[Collected data]
══════════════════════════════

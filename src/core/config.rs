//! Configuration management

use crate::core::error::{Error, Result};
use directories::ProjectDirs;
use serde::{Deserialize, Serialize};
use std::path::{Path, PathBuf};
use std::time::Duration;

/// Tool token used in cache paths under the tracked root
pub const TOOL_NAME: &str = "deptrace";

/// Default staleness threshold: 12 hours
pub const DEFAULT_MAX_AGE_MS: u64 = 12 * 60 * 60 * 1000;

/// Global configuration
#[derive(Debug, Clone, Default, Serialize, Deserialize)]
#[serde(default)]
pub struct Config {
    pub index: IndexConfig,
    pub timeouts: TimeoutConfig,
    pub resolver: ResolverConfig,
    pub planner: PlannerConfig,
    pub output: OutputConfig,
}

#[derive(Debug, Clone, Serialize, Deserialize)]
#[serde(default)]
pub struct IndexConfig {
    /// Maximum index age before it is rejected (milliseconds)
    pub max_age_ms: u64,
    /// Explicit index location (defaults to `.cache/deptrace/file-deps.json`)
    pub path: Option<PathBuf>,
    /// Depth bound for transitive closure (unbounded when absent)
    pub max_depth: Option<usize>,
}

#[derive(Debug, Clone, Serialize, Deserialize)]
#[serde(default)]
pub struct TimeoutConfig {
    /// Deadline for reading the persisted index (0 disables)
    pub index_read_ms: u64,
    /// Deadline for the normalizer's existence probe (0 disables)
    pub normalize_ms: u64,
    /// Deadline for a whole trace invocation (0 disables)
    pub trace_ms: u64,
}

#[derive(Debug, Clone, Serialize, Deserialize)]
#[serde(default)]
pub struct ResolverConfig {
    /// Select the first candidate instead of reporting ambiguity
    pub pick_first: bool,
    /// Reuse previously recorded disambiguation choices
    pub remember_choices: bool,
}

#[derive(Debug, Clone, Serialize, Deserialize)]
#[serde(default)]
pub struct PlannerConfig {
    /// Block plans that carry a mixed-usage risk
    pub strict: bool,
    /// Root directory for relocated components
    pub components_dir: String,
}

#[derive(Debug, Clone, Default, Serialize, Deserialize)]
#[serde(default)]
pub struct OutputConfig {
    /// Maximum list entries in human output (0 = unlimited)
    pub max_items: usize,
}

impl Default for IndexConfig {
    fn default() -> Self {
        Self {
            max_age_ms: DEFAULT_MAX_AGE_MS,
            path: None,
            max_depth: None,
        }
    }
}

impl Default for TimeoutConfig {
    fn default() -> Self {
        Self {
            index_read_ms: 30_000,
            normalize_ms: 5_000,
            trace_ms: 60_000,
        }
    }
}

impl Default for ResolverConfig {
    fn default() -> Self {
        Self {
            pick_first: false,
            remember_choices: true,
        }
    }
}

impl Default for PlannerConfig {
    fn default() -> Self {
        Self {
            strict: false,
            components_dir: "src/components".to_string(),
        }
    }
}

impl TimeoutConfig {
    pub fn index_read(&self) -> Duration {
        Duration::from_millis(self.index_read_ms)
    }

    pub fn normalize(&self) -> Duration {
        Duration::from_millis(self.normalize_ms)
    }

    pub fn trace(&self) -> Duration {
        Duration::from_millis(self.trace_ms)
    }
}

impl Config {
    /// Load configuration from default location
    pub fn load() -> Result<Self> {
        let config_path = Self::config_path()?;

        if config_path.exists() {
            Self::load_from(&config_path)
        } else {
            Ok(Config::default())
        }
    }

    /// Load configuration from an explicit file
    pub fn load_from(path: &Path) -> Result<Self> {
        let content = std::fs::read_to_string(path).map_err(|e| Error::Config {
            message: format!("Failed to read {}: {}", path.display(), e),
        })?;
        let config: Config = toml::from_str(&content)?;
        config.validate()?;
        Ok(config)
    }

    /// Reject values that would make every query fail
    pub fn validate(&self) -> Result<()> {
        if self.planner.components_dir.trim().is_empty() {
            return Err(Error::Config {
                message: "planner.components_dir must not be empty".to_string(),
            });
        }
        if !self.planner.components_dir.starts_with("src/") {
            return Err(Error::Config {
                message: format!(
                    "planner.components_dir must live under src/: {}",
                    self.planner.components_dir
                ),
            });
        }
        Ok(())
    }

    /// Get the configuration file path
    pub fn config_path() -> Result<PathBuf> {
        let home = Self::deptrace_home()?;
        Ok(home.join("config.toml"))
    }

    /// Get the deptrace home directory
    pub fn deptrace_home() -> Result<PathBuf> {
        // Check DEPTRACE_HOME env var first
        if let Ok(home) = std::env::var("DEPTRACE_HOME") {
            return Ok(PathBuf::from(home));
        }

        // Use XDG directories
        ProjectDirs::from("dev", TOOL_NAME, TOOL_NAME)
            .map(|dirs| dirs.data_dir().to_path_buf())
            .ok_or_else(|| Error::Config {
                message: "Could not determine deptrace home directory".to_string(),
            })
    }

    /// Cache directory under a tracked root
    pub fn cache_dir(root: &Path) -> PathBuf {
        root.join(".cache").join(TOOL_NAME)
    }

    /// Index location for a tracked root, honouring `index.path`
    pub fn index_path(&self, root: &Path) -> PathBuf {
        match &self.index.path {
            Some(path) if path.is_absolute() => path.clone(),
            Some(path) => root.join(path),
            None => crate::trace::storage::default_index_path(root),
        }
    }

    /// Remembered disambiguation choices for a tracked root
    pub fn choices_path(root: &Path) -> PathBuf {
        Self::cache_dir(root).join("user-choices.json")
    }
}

══════════════════════════════

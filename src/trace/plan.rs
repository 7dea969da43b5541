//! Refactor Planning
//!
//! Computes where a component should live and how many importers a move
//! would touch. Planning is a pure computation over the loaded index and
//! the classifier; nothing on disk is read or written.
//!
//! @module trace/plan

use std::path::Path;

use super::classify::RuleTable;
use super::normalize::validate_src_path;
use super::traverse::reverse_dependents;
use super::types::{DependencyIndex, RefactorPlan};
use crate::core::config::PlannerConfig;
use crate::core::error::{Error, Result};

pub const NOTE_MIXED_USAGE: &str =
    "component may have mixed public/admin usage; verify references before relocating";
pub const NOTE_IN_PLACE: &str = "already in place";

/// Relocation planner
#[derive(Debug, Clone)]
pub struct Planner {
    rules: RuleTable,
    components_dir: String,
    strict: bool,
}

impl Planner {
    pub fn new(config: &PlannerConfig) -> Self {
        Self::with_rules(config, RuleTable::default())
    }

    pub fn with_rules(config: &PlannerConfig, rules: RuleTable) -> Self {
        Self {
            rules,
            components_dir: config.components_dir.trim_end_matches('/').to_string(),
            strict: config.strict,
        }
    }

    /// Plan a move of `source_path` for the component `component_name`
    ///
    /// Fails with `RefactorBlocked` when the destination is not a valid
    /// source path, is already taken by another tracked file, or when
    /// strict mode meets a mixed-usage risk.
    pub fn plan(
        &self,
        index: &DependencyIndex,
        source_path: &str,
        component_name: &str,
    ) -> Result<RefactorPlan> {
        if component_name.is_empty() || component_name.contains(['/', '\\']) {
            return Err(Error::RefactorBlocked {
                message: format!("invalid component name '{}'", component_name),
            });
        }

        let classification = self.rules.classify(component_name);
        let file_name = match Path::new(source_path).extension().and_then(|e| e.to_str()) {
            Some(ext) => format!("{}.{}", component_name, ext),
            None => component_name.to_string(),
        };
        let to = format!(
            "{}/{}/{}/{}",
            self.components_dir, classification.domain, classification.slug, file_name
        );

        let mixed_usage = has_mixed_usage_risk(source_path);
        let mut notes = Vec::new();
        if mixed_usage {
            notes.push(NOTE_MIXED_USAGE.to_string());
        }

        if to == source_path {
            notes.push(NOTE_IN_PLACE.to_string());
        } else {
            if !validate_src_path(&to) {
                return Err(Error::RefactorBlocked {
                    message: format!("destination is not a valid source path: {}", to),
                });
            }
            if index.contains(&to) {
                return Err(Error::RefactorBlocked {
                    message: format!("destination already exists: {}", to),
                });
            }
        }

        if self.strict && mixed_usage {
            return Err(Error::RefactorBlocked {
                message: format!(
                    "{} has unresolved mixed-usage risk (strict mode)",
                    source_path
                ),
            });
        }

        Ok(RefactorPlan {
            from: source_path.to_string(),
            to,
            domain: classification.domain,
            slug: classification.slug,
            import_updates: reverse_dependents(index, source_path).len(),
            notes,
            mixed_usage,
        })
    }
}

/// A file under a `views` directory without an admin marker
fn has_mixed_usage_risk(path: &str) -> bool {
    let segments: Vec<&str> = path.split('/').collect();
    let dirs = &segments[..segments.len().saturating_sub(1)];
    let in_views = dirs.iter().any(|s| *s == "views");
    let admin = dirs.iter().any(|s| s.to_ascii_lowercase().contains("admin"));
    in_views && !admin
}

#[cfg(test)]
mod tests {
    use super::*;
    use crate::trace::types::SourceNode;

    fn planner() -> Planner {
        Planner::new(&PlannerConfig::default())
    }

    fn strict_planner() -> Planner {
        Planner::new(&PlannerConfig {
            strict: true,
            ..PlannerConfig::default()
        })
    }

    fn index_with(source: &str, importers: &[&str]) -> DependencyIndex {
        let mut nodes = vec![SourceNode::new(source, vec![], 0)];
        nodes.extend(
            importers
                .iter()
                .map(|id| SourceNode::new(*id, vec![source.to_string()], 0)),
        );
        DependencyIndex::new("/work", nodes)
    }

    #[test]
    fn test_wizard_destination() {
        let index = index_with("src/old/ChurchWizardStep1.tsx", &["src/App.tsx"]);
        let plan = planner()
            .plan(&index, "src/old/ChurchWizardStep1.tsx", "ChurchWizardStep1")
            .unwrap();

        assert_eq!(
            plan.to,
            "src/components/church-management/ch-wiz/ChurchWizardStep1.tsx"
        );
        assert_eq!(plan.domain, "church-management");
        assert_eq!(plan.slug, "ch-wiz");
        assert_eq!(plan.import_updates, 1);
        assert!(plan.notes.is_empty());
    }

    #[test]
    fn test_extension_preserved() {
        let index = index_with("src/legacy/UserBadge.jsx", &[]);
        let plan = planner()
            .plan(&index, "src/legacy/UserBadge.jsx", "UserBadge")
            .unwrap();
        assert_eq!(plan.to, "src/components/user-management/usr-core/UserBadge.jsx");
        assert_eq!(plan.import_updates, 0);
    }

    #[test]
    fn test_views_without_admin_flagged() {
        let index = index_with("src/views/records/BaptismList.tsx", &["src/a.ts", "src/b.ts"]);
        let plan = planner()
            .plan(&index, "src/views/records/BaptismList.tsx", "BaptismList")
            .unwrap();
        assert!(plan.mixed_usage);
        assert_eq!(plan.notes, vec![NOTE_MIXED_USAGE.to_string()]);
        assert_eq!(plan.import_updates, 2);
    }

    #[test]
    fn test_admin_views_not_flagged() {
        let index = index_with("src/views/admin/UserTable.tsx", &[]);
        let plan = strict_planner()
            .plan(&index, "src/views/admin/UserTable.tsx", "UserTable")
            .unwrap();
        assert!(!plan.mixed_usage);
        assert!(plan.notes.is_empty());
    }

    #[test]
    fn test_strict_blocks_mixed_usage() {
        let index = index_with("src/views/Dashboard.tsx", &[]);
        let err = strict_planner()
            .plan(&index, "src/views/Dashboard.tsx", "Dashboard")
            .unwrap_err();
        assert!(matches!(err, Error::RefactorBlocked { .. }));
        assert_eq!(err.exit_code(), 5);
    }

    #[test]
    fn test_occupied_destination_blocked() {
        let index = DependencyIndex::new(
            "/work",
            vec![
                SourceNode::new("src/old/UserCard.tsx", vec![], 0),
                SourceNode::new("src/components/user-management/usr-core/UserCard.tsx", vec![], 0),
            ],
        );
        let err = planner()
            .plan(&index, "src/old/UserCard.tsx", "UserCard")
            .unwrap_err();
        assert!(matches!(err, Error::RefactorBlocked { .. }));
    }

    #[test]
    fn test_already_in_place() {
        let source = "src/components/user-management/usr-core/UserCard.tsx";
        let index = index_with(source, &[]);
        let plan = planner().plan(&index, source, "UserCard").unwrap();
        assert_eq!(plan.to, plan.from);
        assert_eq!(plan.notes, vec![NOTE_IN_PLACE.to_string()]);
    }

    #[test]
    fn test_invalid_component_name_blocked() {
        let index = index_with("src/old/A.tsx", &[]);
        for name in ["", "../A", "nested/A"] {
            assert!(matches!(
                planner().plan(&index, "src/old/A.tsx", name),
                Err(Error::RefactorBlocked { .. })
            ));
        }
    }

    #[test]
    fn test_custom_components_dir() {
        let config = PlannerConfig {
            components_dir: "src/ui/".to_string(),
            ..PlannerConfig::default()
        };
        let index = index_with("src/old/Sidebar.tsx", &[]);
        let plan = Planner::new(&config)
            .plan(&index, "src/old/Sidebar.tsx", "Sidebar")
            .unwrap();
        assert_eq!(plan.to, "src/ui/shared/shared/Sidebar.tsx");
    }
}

══════════════════════════════

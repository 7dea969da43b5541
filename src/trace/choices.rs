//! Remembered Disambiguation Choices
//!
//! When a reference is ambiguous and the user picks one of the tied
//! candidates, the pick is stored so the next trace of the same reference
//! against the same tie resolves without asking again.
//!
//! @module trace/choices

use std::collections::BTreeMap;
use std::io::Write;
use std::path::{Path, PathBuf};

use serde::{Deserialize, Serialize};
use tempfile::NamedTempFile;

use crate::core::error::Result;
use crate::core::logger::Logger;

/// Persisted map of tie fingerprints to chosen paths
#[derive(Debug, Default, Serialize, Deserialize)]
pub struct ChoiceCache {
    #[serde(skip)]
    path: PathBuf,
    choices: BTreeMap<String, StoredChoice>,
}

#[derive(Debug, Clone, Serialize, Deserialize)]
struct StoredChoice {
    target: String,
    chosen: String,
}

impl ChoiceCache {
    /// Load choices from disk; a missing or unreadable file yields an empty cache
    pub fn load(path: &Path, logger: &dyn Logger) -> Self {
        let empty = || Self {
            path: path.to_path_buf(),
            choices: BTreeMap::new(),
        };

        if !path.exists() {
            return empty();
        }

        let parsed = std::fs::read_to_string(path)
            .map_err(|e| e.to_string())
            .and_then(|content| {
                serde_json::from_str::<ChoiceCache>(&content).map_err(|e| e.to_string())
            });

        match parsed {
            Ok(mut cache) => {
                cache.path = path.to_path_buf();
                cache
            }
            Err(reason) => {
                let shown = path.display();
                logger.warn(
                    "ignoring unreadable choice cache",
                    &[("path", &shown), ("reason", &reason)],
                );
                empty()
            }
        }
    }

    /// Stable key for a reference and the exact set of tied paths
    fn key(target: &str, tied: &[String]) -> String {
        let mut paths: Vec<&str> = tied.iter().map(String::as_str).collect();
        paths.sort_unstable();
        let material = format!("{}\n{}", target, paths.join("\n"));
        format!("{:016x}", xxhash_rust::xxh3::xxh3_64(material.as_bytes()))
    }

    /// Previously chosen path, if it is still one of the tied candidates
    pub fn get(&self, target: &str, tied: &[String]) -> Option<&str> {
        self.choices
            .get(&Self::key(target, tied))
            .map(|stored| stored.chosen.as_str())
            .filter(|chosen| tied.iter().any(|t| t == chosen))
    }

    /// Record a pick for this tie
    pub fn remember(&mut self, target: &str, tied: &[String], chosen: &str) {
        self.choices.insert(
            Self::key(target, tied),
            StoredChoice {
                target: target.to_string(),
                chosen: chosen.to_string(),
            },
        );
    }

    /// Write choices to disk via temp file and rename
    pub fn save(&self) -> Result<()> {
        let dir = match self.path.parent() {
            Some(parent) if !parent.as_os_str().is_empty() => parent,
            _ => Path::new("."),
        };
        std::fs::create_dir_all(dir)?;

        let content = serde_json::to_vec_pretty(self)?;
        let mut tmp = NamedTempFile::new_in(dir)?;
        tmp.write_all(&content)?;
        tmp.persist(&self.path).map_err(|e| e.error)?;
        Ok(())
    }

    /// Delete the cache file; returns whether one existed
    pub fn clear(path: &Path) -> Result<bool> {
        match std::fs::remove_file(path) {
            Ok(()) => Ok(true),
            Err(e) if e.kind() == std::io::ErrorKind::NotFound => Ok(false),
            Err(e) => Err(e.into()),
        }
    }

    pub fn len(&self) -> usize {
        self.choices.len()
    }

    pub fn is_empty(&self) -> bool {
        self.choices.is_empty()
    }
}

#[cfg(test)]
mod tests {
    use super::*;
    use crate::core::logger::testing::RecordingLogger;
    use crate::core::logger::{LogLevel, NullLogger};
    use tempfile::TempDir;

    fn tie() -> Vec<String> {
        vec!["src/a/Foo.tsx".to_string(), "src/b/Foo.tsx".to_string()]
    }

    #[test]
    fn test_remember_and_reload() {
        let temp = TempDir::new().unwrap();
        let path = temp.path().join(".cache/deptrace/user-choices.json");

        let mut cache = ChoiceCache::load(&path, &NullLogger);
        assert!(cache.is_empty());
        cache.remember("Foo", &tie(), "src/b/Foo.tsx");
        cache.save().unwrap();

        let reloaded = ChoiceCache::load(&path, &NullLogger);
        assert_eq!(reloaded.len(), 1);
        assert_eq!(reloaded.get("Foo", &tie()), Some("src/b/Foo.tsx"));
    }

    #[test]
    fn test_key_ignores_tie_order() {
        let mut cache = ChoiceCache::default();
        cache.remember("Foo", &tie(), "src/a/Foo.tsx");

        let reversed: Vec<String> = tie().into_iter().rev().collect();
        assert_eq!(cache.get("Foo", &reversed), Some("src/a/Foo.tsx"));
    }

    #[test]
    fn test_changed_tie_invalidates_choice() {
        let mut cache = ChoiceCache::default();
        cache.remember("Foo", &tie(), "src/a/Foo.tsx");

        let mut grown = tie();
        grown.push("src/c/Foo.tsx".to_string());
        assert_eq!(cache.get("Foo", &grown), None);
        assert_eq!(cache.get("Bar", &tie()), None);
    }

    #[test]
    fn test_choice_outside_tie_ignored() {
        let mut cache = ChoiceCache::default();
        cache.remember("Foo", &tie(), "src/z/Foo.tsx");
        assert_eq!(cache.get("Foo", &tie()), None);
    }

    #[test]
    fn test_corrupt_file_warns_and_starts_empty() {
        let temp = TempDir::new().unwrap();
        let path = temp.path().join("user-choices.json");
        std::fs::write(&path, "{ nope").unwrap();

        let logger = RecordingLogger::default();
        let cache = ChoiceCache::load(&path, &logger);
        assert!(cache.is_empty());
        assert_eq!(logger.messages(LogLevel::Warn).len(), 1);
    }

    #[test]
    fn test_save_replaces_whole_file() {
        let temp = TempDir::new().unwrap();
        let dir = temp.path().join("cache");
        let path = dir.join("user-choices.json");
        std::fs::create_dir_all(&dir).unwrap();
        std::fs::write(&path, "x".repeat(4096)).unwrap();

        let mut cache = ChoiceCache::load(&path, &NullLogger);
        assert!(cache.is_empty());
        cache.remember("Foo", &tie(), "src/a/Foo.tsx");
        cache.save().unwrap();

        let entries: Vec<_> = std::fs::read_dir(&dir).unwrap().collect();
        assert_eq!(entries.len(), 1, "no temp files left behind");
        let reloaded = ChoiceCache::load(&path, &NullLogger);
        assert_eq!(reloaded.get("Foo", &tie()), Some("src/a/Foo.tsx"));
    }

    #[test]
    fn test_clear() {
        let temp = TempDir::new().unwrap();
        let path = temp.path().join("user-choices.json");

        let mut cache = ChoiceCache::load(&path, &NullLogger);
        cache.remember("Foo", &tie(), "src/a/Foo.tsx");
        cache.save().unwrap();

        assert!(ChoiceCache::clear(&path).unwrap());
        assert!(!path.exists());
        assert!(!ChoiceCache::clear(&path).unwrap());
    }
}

══════════════════════════════

- _DESCRIPTION OF THE TASK_:
Which lines above include the string "toml"? Show them.

- _SOLUTION TO THIS PROBLEM_:
        let config: Config = toml::from_str(&content)?;
        Ok(home.join("config.toml"))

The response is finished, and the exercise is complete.